── Data section
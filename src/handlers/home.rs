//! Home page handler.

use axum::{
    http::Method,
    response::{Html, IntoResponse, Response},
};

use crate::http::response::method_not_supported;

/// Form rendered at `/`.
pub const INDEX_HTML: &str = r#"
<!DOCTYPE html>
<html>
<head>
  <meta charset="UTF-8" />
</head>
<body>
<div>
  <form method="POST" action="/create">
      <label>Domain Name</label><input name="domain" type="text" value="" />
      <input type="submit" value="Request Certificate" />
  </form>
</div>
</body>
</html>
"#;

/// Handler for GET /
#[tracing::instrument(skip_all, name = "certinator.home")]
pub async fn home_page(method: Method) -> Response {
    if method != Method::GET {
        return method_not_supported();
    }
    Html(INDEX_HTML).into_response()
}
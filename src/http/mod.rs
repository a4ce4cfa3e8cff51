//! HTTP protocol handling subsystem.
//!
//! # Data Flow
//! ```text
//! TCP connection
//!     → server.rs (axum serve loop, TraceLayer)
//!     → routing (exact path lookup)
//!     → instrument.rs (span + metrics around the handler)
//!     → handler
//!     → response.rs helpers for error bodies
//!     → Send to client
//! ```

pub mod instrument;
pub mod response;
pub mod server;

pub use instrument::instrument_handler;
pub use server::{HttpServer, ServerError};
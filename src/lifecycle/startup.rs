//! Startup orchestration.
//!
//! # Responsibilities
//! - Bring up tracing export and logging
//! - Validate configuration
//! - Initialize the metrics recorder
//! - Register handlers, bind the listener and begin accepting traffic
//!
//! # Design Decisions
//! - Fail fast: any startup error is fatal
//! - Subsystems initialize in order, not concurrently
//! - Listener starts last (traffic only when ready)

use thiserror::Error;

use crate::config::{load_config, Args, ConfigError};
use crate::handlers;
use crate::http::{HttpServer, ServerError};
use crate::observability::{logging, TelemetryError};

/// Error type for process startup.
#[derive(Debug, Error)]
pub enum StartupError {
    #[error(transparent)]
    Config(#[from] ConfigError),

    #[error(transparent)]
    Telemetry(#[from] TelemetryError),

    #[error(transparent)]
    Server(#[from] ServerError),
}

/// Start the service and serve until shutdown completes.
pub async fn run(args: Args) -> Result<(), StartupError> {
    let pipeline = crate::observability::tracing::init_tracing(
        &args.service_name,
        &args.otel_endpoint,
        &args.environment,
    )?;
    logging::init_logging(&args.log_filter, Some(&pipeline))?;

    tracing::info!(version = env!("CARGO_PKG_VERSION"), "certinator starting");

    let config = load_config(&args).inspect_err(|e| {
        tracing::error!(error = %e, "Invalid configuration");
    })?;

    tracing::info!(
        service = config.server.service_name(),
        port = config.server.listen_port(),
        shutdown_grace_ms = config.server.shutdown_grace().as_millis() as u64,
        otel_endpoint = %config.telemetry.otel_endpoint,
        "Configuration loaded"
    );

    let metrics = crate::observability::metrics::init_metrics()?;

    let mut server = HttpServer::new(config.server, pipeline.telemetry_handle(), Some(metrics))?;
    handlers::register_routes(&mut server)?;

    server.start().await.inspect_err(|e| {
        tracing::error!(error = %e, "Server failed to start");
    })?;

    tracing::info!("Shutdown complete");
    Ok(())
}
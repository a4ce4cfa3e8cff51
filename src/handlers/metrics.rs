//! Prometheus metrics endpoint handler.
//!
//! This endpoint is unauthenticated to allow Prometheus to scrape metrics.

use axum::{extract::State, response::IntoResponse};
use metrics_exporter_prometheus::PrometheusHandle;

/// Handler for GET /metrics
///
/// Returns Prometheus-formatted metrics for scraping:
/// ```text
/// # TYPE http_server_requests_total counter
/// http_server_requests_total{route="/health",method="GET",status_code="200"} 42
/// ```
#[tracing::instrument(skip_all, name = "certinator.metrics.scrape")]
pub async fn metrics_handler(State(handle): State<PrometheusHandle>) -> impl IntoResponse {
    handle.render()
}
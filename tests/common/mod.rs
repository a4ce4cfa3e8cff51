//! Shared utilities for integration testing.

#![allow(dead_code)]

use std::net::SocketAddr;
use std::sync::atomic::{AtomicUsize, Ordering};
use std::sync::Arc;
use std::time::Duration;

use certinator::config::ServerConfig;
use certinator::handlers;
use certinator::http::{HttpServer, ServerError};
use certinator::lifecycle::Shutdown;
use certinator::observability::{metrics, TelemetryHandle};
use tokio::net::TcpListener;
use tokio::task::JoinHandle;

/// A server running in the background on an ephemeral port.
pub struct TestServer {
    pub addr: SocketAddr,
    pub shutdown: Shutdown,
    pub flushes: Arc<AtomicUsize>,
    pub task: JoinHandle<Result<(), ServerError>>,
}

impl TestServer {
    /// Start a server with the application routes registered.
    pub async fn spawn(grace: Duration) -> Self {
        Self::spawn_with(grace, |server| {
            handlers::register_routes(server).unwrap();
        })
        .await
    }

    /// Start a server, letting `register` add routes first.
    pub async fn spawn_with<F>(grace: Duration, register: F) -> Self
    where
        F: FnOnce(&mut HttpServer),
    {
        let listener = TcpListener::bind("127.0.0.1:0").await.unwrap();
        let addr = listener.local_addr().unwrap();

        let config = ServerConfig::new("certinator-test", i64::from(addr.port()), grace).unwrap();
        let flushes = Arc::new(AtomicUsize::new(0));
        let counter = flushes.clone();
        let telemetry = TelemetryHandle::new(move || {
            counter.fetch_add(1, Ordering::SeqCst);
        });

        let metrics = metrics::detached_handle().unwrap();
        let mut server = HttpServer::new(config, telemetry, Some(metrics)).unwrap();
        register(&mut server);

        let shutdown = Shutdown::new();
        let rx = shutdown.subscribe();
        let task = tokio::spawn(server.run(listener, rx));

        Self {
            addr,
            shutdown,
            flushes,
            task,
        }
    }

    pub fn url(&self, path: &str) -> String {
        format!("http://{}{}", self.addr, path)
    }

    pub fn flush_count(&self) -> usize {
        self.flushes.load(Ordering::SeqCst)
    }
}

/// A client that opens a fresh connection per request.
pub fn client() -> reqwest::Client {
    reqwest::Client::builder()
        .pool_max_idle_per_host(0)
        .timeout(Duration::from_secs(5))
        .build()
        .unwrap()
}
────
**Problem details**: Please output every record, keeping each line exact.

**Result of the exercise**:
filename src/handlers/home.rs
//! Home page handler.

use axum::{
    http::Method,
    response::{Html, IntoResponse, Response},
};

use crate::http::response::method_not_supported;

/// Form rendered at `/`.
pub const INDEX_HTML: &str = r#"
<!DOCTYPE html>
<html>
<head>
  <meta charset="UTF-8" />
</head>
<body>
<div>
  <form method="POST" action="/create">
      <label>Domain Name</label><input name="domain" type="text" value="" />
      <input type="submit" value="Request Certificate" />
  </form>
</div>
</body>
</html>
"#;

/// Handler for GET /
#[tracing::instrument(skip_all, name = "certinator.home")]
pub async fn home_page(method: Method) -> Response {
    if method != Method::GET {
        return method_not_supported();
    }
    Html(INDEX_HTML).into_response()
}
filename src/http/mod.rs
repository a4ce4cfa3e8cff51
//! HTTP protocol handling subsystem.
//!
//! # Data Flow
//! ```text
//! TCP connection
//!     → server.rs (axum serve loop, TraceLayer)
//!     → routing (exact path lookup)
//!     → instrument.rs (span + metrics around the handler)
//!     → handler
//!     → response.rs helpers for error bodies
//!     → Send to client
//! ```

pub mod instrument;
pub mod response;
pub mod server;

pub use instrument::instrument_handler;
pub use server::{HttpServer, ServerError};
filename src/lifecycle/startup.rs
//! Startup orchestration.
//!
//! # Responsibilities
//! - Bring up tracing export and logging
//! - Validate configuration
//! - Initialize the metrics recorder
//! - Register handlers, bind the listener and begin accepting traffic
//!
//! # Design Decisions
//! - Fail fast: any startup error is fatal
//! - Subsystems initialize in order, not concurrently
//! - Listener starts last (traffic only when ready)

use thiserror::Error;

use crate::config::{load_config, Args, ConfigError};
use crate::handlers;
use crate::http::{HttpServer, ServerError};
use crate::observability::{logging, TelemetryError};

/// Error type for process startup.
#[derive(Debug, Error)]
pub enum StartupError {
    #[error(transparent)]
    Config(#[from] ConfigError),

    #[error(transparent)]
    Telemetry(#[from] TelemetryError),

    #[error(transparent)]
    Server(#[from] ServerError),
}

/// Start the service and serve until shutdown completes.
pub async fn run(args: Args) -> Result<(), StartupError> {
    let pipeline = crate::observability::tracing::init_tracing(
        &args.service_name,
        &args.otel_endpoint,
        &args.environment,
    )?;
    logging::init_logging(&args.log_filter, Some(&pipeline))?;

    tracing::info!(version = env!("CARGO_PKG_VERSION"), "certinator starting");

    let config = load_config(&args).inspect_err(|e| {
        tracing::error!(error = %e, "Invalid configuration");
    })?;

    tracing::info!(
        service = config.server.service_name(),
        port = config.server.listen_port(),
        shutdown_grace_ms = config.server.shutdown_grace().as_millis() as u64,
        otel_endpoint = %config.telemetry.otel_endpoint,
        "Configuration loaded"
    );

    let metrics = crate::observability::metrics::init_metrics()?;

    let mut server = HttpServer::new(config.server, pipeline.telemetry_handle(), Some(metrics))?;
    handlers::register_routes(&mut server)?;

    server.start().await.inspect_err(|e| {
        tracing::error!(error = %e, "Server failed to start");
    })?;

    tracing::info!("Shutdown complete");
    Ok(())
}
repository a4ce4cfa3e8cff51
filename src/handlers/metrics.rs
//! Prometheus metrics endpoint handler.
//!
//! This endpoint is unauthenticated to allow Prometheus to scrape metrics.

use axum::{extract::State, response::IntoResponse};
use metrics_exporter_prometheus::PrometheusHandle;

/// Handler for GET /metrics
///
/// Returns Prometheus-formatted metrics for scraping:
/// ```text
/// # TYPE http_server_requests_total counter
/// http_server_requests_total{route="/health",method="GET",status_code="200"} 42
/// ```
#[tracing::instrument(skip_all, name = "certinator.metrics.scrape")]
pub async fn metrics_handler(State(handle): State<PrometheusHandle>) -> impl IntoResponse {
    handle.render()
}
filename tests/common/mod.rs
repository a4ce4cfa3e8cff51
//! Shared utilities for integration testing.

#![allow(dead_code)]

use std::net::SocketAddr;
use std::sync::atomic::{AtomicUsize, Ordering};
use std::sync::Arc;
use std::time::Duration;

use certinator::config::ServerConfig;
use certinator::handlers;
use certinator::http::{HttpServer, ServerError};
use certinator::lifecycle::Shutdown;
use certinator::observability::{metrics, TelemetryHandle};
use tokio::net::TcpListener;
use tokio::task::JoinHandle;

/// A server running in the background on an ephemeral port.
pub struct TestServer {
    pub addr: SocketAddr,
    pub shutdown: Shutdown,
    pub flushes: Arc<AtomicUsize>,
    pub task: JoinHandle<Result<(), ServerError>>,
}

impl TestServer {
    /// Start a server with the application routes registered.
    pub async fn spawn(grace: Duration) -> Self {
        Self::spawn_with(grace, |server| {
            handlers::register_routes(server).unwrap();
        })
        .await
    }

    /// Start a server, letting `register` add routes first.
    pub async fn spawn_with<F>(grace: Duration, register: F) -> Self
    where
        F: FnOnce(&mut HttpServer),
    {
        let listener = TcpListener::bind("127.0.0.1:0").await.unwrap();
        let addr = listener.local_addr().unwrap();

        let config = ServerConfig::new("certinator-test", i64::from(addr.port()), grace).unwrap();
        let flushes = Arc::new(AtomicUsize::new(0));
        let counter = flushes.clone();
        let telemetry = TelemetryHandle::new(move || {
            counter.fetch_add(1, Ordering::SeqCst);
        });

        let metrics = metrics::detached_handle().unwrap();
        let mut server = HttpServer::new(config, telemetry, Some(metrics)).unwrap();
        register(&mut server);

        let shutdown = Shutdown::new();
        let rx = shutdown.subscribe();
        let task = tokio::spawn(server.run(listener, rx));

        Self {
            addr,
            shutdown,
            flushes,
            task,
        }
    }

    pub fn url(&self, path: &str) -> String {
        format!("http://{}{}", self.addr, path)
    }

    pub fn flush_count(&self) -> usize {
        self.flushes.load(Ordering::SeqCst)
    }
}

/// A client that opens a fresh connection per request.
pub fn client() -> reqwest::Client {
    reqwest::Client::builder()
        .pool_max_idle_per_host(0)
        .timeout(Duration::from_secs(5))
        .build()
        .unwrap()
}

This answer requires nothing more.